**Stored items**
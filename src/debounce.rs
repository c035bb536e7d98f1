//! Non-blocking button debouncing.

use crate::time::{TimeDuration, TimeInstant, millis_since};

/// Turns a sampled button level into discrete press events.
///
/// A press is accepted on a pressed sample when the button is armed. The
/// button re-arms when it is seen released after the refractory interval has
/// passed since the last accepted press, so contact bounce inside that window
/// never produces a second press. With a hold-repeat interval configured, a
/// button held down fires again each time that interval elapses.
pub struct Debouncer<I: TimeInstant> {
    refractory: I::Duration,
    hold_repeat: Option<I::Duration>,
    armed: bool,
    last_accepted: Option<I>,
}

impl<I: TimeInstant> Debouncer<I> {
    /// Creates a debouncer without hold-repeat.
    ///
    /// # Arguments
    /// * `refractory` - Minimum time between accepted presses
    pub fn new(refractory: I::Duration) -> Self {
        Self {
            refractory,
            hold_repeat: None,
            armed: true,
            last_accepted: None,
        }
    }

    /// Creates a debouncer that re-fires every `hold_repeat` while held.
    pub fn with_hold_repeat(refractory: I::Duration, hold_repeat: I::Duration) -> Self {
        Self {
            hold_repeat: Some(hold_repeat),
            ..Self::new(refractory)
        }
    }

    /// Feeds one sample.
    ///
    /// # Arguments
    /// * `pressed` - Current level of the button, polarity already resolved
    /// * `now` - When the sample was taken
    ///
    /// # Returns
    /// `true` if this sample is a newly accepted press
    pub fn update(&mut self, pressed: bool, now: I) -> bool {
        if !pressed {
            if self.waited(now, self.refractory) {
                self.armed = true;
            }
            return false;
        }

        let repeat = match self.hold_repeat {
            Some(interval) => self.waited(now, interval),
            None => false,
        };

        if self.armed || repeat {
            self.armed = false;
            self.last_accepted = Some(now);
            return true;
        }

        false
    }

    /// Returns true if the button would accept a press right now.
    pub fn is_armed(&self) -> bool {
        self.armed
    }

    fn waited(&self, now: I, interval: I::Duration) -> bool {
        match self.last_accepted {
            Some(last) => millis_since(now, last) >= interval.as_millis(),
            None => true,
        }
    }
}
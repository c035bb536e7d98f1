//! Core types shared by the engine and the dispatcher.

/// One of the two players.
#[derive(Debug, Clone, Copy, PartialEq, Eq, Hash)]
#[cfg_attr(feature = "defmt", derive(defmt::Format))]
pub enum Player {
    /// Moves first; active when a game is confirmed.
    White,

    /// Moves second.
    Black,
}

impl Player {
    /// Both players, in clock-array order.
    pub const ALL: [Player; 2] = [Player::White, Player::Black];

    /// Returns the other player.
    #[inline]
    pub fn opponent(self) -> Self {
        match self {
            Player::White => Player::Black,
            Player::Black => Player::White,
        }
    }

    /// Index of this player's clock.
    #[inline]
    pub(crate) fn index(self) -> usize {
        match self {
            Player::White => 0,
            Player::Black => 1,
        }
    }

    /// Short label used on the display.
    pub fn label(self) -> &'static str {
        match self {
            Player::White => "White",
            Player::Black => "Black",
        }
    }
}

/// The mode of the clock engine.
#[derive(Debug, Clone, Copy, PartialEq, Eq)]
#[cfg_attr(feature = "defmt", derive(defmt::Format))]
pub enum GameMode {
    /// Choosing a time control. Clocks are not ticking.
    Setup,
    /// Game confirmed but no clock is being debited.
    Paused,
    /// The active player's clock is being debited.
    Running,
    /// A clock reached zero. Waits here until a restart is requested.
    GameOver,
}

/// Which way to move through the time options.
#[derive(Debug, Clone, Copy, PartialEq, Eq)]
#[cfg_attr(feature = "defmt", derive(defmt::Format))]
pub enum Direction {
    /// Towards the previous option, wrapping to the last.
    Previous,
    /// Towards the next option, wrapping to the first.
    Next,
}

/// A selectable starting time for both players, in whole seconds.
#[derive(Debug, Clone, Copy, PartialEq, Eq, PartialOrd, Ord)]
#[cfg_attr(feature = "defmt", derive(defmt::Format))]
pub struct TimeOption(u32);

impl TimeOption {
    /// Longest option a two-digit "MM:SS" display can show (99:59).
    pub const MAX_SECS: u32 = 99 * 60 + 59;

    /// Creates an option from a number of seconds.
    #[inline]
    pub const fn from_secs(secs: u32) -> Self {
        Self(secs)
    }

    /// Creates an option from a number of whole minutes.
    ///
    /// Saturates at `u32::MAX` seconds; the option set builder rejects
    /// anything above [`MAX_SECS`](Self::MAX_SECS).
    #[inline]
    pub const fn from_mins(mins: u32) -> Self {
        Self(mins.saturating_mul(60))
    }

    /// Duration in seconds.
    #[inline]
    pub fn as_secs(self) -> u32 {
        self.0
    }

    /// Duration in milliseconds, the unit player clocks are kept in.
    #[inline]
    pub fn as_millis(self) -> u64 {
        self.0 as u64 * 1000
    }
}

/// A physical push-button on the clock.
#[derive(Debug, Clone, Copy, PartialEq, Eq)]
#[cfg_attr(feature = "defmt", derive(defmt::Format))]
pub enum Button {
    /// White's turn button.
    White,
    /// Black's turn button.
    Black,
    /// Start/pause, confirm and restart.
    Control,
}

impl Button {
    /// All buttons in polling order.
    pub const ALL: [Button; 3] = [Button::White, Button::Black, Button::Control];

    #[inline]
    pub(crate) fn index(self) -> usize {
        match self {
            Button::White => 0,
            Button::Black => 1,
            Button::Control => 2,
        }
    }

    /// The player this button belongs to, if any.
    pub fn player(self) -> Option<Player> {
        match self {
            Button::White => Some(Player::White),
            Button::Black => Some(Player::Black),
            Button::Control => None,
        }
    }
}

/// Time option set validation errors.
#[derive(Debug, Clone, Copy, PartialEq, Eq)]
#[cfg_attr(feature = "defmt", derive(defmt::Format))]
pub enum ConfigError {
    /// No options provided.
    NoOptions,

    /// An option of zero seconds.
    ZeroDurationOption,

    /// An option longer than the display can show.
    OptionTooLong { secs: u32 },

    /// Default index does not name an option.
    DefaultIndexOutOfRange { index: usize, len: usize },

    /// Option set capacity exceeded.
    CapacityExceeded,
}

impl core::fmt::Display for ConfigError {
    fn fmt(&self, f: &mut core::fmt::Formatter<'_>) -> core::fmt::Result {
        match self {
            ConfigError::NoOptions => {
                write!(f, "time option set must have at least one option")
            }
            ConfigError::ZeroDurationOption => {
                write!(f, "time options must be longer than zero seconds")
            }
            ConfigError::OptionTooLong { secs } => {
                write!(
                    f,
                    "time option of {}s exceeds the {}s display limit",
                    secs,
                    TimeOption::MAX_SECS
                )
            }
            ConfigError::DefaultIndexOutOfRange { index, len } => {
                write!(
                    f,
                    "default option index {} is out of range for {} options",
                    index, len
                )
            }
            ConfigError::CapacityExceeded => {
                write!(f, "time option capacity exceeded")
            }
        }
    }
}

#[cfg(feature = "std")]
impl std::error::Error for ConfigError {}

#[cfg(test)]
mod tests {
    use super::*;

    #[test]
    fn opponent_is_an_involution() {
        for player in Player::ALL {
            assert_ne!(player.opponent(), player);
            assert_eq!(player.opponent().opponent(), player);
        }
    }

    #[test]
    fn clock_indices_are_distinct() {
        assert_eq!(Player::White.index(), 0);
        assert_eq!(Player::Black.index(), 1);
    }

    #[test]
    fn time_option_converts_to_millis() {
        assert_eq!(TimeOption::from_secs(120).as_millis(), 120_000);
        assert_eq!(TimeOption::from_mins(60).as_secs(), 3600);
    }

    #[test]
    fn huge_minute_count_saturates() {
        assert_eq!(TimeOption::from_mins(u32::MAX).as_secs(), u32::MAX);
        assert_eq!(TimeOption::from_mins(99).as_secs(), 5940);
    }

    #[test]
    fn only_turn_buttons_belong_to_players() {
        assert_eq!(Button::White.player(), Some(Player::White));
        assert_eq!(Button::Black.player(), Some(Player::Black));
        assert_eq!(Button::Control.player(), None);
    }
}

**Exercise aim**
Filter the data, keeping only the lines that contain "struct".

**Your response**
pub struct Debouncer<I: TimeInstant> {
pub struct TimeOption(u32);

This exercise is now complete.